At first glance, the site is unremarkable in the context of the park's vast landscape — a layered, rocky outcrop rising 20-plus stories from its base.

"When our colleagues first visited the site, they saw a dinosaur trackway at the base of this massive cliff," said Pat Druckenmiller, senior author of the paper and director of the University of Alaska Museum of the North.

Stewart recalled being initially underwhelmed when he approached the site at the end of a 7-hour hike. Then dusk approached, and the team took another look. "When the sun angles itself perfectly with those beds, they just blow up," Stewart said. "Immediately all of us were just flabbergasted, and then Pat said, 'Get your camera.' We were freaking out."

In the late Cretaceous Period, the cliffs that make up The Coliseum were sediment on flat ground near what was likely a watering hole on a large flood plain. As Earth's tectonic plates collided and buckled to form the Alaska Range, the formerly flat ground folded and tilted vertically, exposing the cliffs covered with tracks.

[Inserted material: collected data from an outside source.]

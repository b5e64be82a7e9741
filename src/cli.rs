// Command-line arguments. `main` turns them into config overrides.

use crate::config::Overrides;
use clap::{Args, Parser, Subcommand};
use std::path::PathBuf;

/// Deploy a static directory to Firebase Hosting
#[derive(Debug, Parser)]
#[command(name = "firebase-deploy", version)]
pub struct Cli {
    #[command(subcommand)]
    pub command: Commands,

    /// Configuration file (default: ./firebase-deploy.toml if present)
    #[arg(long, global = true)]
    pub config: Option<PathBuf>,

    /// Log level (trace, debug, info, warn, error, off)
    #[arg(long, global = true)]
    pub log_level: Option<String>,

    /// Log format (text, json)
    #[arg(long, global = true)]
    pub log_format: Option<String>,

    /// Shorthand for --log-level debug
    #[arg(short, long, global = true)]
    pub verbose: bool,
}

#[derive(Debug, Subcommand)]
pub enum Commands {
    /// Upload a directory as a new version and release it
    Deploy(DeployArgs),
    /// Show the hashed manifest for a directory without contacting the API
    Manifest {
        /// Directory to hash
        dir: Option<PathBuf>,
    },
}

#[derive(Debug, Args)]
pub struct DeployArgs {
    /// Directory to deploy
    pub dir: Option<PathBuf>,

    /// Hosting site name, the `site` in site.web.app
    #[arg(long)]
    pub site: Option<String>,

    /// Service-account key JSON file
    #[arg(long)]
    pub credentials: Option<PathBuf>,

    /// Access token to use instead of a service account
    #[arg(long)]
    pub token: Option<String>,

    /// Hosting API base URL
    #[arg(long)]
    pub api_url: Option<String>,

    /// Do not ask for confirmation
    #[arg(short, long)]
    pub yes: bool,
}

impl Cli {
    /// Command-line values that override config and environment.
    pub fn overrides(&self) -> Overrides {
        let log_level = self
            .log_level
            .clone()
            .or_else(|| self.verbose.then(|| "debug".to_string()));
        let mut o = Overrides {
            log_level,
            log_format: self.log_format.clone(),
            ..Overrides::default()
        };
        match &self.command {
            Commands::Deploy(args) => {
                o.site = args.site.clone();
                o.public = args.dir.clone();
                o.credentials = args.credentials.clone();
                o.token = args.token.clone();
                o.api_base = args.api_url.clone();
            }
            Commands::Manifest { dir } => {
                o.public = dir.clone();
            }
        }
        o
    }
}

#[cfg(test)]
mod tests {
    use super::*;
    use clap::CommandFactory;

    #[test]
    fn cli_definition_is_consistent() {
        Cli::command().debug_assert();
    }

    #[test]
    fn deploy_flags_become_overrides() {
        let cli = Cli::parse_from([
            "firebase-deploy",
            "deploy",
            "public",
            "--site",
            "my-site",
            "--token",
            "ya29.x",
            "-v",
        ]);
        let o = cli.overrides();
        assert_eq!(o.site.as_deref(), Some("my-site"));
        assert_eq!(o.public, Some(PathBuf::from("public")));
        assert_eq!(o.token.as_deref(), Some("ya29.x"));
        assert_eq!(o.log_level.as_deref(), Some("debug"));
    }

    #[test]
    fn explicit_log_level_beats_verbose() {
        let cli = Cli::parse_from(["firebase-deploy", "-v", "--log-level", "trace", "manifest"]);
        assert_eq!(cli.overrides().log_level.as_deref(), Some("trace"));
    }
}
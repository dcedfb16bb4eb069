use serde::{Deserialize, Serialize};
use std::fmt;

#[derive(Debug, Clone, Copy, PartialEq, Eq, Hash, Serialize, Deserialize)]
pub enum WarningCode {
    /// Row-level validation issue that did not fail the row.
    Validation,
    /// An identifier value collided across several stored entities.
    ReconciliationAmbiguity,
    /// No entity matched and the row was not turned into a new entity.
    Unmatched,
    /// Row intentionally left out of the import (e.g. nothing changed).
    Skipped,
}

impl WarningCode {
    pub fn as_str(&self) -> &'static str {
        match self {
            WarningCode::Validation => "WARN_VALIDATION",
            WarningCode::ReconciliationAmbiguity => "WARN_AMBIGUOUS_MATCH",
            WarningCode::Unmatched => "WARN_UNMATCHED",
            WarningCode::Skipped => "WARN_SKIPPED",
        }
    }
}

impl fmt::Display for WarningCode {
    fn fmt(&self, f: &mut fmt::Formatter<'_>) -> fmt::Result {
        f.write_str(self.as_str())
    }
}

/// Non-fatal issue recorded during an import.
#[derive(Debug, Clone, PartialEq, Eq, Serialize, Deserialize)]
pub struct ImportWarning {
    pub row_index: Option<usize>,
    pub code: WarningCode,
    pub message: String,
}

impl ImportWarning {
    pub fn new(code: WarningCode, message: impl Into<String>) -> Self {
        ImportWarning {
            row_index: None,
            code,
            message: message.into(),
        }
    }

    pub fn for_row(row_index: usize, code: WarningCode, message: impl Into<String>) -> Self {
        ImportWarning {
            row_index: Some(row_index),
            code,
            message: message.into(),
        }
    }
}

impl fmt::Display for ImportWarning {
    fn fmt(&self, f: &mut fmt::Formatter<'_>) -> fmt::Result {
        match self.row_index {
            Some(row) => write!(f, "[{}] row {}: {}", self.code, row, self.message),
            None => write!(f, "[{}] {}", self.code, self.message),
        }
    }
}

The tracks are a mix of hardened impressions in the ancient mud and casts of tracks created when sediment filled the tracks and then hardened.

"They are beautiful," Druckenmiller said. "You can see the shape of the toes and the texture of the skin." In addition to the dinosaur tracks, the research team found fossilized plants, pollen grains, and evidence of freshwater shellfish and invertebrates.

Based on the tracks, a variety of juvenile to adult dinosaurs frequented the area over thousands of years. Most common were large plant-eating duck-billed and horned dinosaurs. The team also documented rarer carnivores, including raptors and tyrannosaurs, as well as small wading birds.

"These findings are significant because tracks can be informative of diversity and behavior," said Alberto Perez-Huerta, a program director in NSF's Division of Earth Sciences. "Researchers can also use them to reconstruct the environment in which dinosaurs lived."